[ after header ] [ Mobile ]

[ after header ] [ Mobile ]

Fiscalité 2026 : La CGEM et la DGI accordent leurs violons pour la compétitivité nationale

Le dialogue stratégique s'intensifie entre la CGEM et la DGI

LA VÉRITÉ


Le climat des affaires au Maroc franchit une nouvelle étape dans sa quête de maturité et de prévisibilité. Dans un esprit de partenariat constructif, la Confédération Générale des Entreprises du Maroc (CGEM) et la Direction Générale des Impôts (DGI) ont décidé de renforcer leur dialogue autour des dispositions de la Loi de Finances 2026. Cette concertation de haut niveau, qui intervient dans un contexte de relance économique soutenue, vise à dissiper les zones d’ombre et à harmoniser l’interprétation des textes fiscaux pour offrir aux investisseurs une visibilité accrue. Pour le patronat, l’enjeu est de taille : s’assurer que la pression fiscale reste compatible avec les impératifs de croissance et de création d’emplois prônés par le nouveau modèle de développement.

Un partenariat au service de la transparence

Cette collaboration renouvelée entre l’administration fiscale et les représentants du secteur privé marque la fin d’une époque de méfiance pour laisser place à une ère de co-construction. Les discussions actuelles portent sur les mécanismes d’application des réformes entamées lors des exercices précédents, notamment la convergence progressive des taux d’impôt sur les sociétés et la neutralité de la TVA. La DGI affiche une volonté d’ouverture en multipliant les séances d’explication et de vulgarisation, permettant ainsi de réduire les contentieux inutiles et de favoriser un civisme fiscal basé sur la confiance mutuelle. Ce rapprochement stratégique permet d’anticiper les difficultés opérationnelles avant qu’elles ne deviennent des freins pour les entreprises, garantissant ainsi une mise en œuvre fluide des orientations budgétaires de l’année 2026.

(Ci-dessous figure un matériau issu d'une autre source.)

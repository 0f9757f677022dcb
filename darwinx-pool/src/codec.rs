//! Wire-level primitives: varint, endian packing, pushdata, double-SHA-256,
//! and the difficulty/target conversions shared by the session engine and
//! submitter.
//!
//! Every integer operation here is endian-explicit; nothing depends on host
//! byte order.

use bitcoin::hashes::{Hash, sha256d};
use bitcoin::pow::{CompactTarget, Target};
use sha2::{Digest, Sha256};
use thiserror::Error;

use crate::types::Difficulty;

#[derive(Debug, Error, PartialEq, Eq)]
pub enum CodecError {
    #[error("varint truncated")]
    VarintTruncated,
}

/// Bitcoin's canonical difficulty-1 target, the expansion of `0x1d00ffff`.
pub fn diff1_target() -> Target {
    Target::from(CompactTarget::from_consensus(0x1d00ffff))
}

/// Encode `n` as a Bitcoin CompactSize ("varint").
pub fn varint(n: u64) -> Vec<u8> {
    let mut out = Vec::new();
    match n {
        0..=0xfc => out.push(n as u8),
        0xfd..=0xffff => {
            out.push(0xfd);
            out.extend_from_slice(&(n as u16).to_le_bytes());
        }
        0x1_0000..=0xffff_ffff => {
            out.push(0xfe);
            out.extend_from_slice(&(n as u32).to_le_bytes());
        }
        _ => {
            out.push(0xff);
            out.extend_from_slice(&n.to_le_bytes());
        }
    }
    out
}

/// Decode a CompactSize from the front of `data`, returning (value, bytes consumed).
pub fn read_varint(data: &[u8]) -> Result<(u64, usize), CodecError> {
    let first = *data.first().ok_or(CodecError::VarintTruncated)?;
    match first {
        0..=0xfc => Ok((first as u64, 1)),
        0xfd => {
            let b = data.get(1..3).ok_or(CodecError::VarintTruncated)?;
            Ok((u16::from_le_bytes(b.try_into().unwrap()) as u64, 3))
        }
        0xfe => {
            let b = data.get(1..5).ok_or(CodecError::VarintTruncated)?;
            Ok((u32::from_le_bytes(b.try_into().unwrap()) as u64, 5))
        }
        0xff => {
            let b = data.get(1..9).ok_or(CodecError::VarintTruncated)?;
            Ok((u64::from_le_bytes(b.try_into().unwrap()), 9))
        }
    }
}

pub fn u32le(v: u32) -> [u8; 4] {
    v.to_le_bytes()
}

pub fn u64le(v: u64) -> [u8; 8] {
    v.to_le_bytes()
}

/// BIP-62 pushdata prefix for a data push of `bytes`: bare length for ≤0x4b,
/// OP_PUSHDATA1/2/4 otherwise. Returns the prefix only; caller appends `bytes`.
pub fn pushdata_prefix(len: usize) -> Vec<u8> {
    match len {
        0..=0x4b => vec![len as u8],
        0x4c..=0xff => vec![0x4c, len as u8],
        0x100..=0xffff => {
            let mut v = vec![0x4d];
            v.extend_from_slice(&(len as u16).to_le_bytes());
            v
        }
        _ => {
            let mut v = vec![0x4e];
            v.extend_from_slice(&(len as u32).to_le_bytes());
            v
        }
    }
}

pub fn pushdata(bytes: &[u8]) -> Vec<u8> {
    let mut out = pushdata_prefix(bytes.len());
    out.extend_from_slice(bytes);
    out
}

/// Double-SHA-256, returned in the order SHA-256 produces it (no reversal).
pub fn double_sha256(data: &[u8]) -> [u8; 32] {
    let first = Sha256::digest(data);
    let second = Sha256::digest(first);
    second.into()
}

/// `double_sha256` via `bitcoin`'s hash engine, used where a `sha256d::Hash`
/// type (rather than raw bytes) is convenient — e.g. legacy txid computation.
pub fn double_sha256_hash(data: &[u8]) -> sha256d::Hash {
    sha256d::Hash::hash(data)
}

/// Interpret a double-SHA-256 digest as a little-endian 256-bit integer for
/// comparison against a target. Bitcoin's convention: the hash bytes, taken
/// little-endian, are the value compared against the target.
pub fn hash_as_target(hash: &[u8; 32]) -> Target {
    Target::from_le_bytes(*hash)
}

/// `target_from_nbits`: decode a compact `nbits` value into a `Target`.
pub fn target_from_nbits(bits: u32) -> Target {
    Target::from(CompactTarget::from_consensus(bits))
}

/// `target_from_difficulty`: `floor(DIFF1_TARGET / max(d, epsilon))`.
///
/// For `d < 1.0` this widens the target past `DIFF1_TARGET`; `Difficulty`
/// already encodes that via its `from_f64` path, so this is a thin wrapper.
pub fn target_from_difficulty(d: f64) -> Target {
    Difficulty::from_f64(d).to_target()
}

/// Inverse of `target_from_difficulty`, used by submit handling to log the
/// difficulty a winning share actually cleared.
pub fn difficulty_from_target(t: Target) -> f64 {
    Difficulty::from_target(t).as_f64()
}

#[cfg(test)]
mod tests {
    use super::*;
    use test_case::test_case;

    #[test_case(0, vec![0x00])]
    #[test_case(0xfc, vec![0xfc])]
    #[test_case(0xfd, vec![0xfd, 0xfd, 0x00])]
    #[test_case(0xffff, vec![0xfd, 0xff, 0xff])]
    #[test_case(0x1_0000, vec![0xfe, 0x00, 0x00, 0x01, 0x00])]
    #[test_case(0x1_0000_0000, vec![0xff, 0x00, 0x00, 0x00, 0x00, 0x01, 0x00, 0x00, 0x00])]
    fn varint_matches_known_encoding(n: u64, expected: Vec<u8>) {
        assert_eq!(varint(n), expected);
    }

    #[test]
    fn varint_bijective_over_sample() {
        for n in [0u64, 1, 0xfc, 0xfd, 0xffff, 0x1_0000, u32::MAX as u64, u64::MAX] {
            let encoded = varint(n);
            let (decoded, used) = read_varint(&encoded).unwrap();
            assert_eq!(decoded, n);
            assert_eq!(used, encoded.len());
        }
    }

    #[test]
    fn pushdata_prefix_thresholds() {
        assert_eq!(pushdata_prefix(0x4b), vec![0x4b]);
        assert_eq!(pushdata_prefix(0x4c), vec![0x4c, 0x4c]);
        assert_eq!(pushdata_prefix(0x100), vec![0x4d, 0x00, 0x01]);
    }

    #[test]
    fn nbits_canonical_diff1() {
        let target = target_from_nbits(0x1d00ffff);
        assert_eq!(target, diff1_target());
    }

    #[test]
    fn nbits_monotonically_decreasing() {
        // Larger mantissa at the same exponent -> larger (easier) target.
        let easy = target_from_nbits(0x1d00ffff);
        let harder = target_from_nbits(0x1d007fff);
        assert!(harder < easy);
    }

    #[test]
    fn target_from_difficulty_roundtrips() {
        for d in [1.0, 2.0, 1024.0, 1_000_000.0] {
            let t = target_from_difficulty(d);
            let back = difficulty_from_target(t);
            assert!((back - d).abs() / d < 1e-6, "d={d} back={back}");
        }
    }
}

Vers une fiscalité de croissance et d’innovation

Au-delà de la simple gestion des flux, la CGEM plaide pour une fiscalité qui encourage l’innovation et la décarbonation de l’industrie marocaine. Les échanges avec la DGI explorent ainsi les moyens d’optimiser les incitations liées à la recherche et développement ainsi qu’aux investissements verts, des piliers essentiels pour la souveraineté économique du Royaume. En plaçant l’entreprise au centre des préoccupations fiscales, cette synergie entre le public et le privé vise à transformer l’impôt en un véritable levier de développement plutôt qu’en une simple contrainte de trésorerie. L’ambition commune est de bâtir un système fiscal résilient, capable d’accompagner les ambitions internationales du Maroc tout en garantissant les ressources nécessaires au financement de l’État social.


À lire aussi
commentaires
Loading...
[ Footer Ads ] [ Desktop ]

[ Footer Ads ] [ Desktop ]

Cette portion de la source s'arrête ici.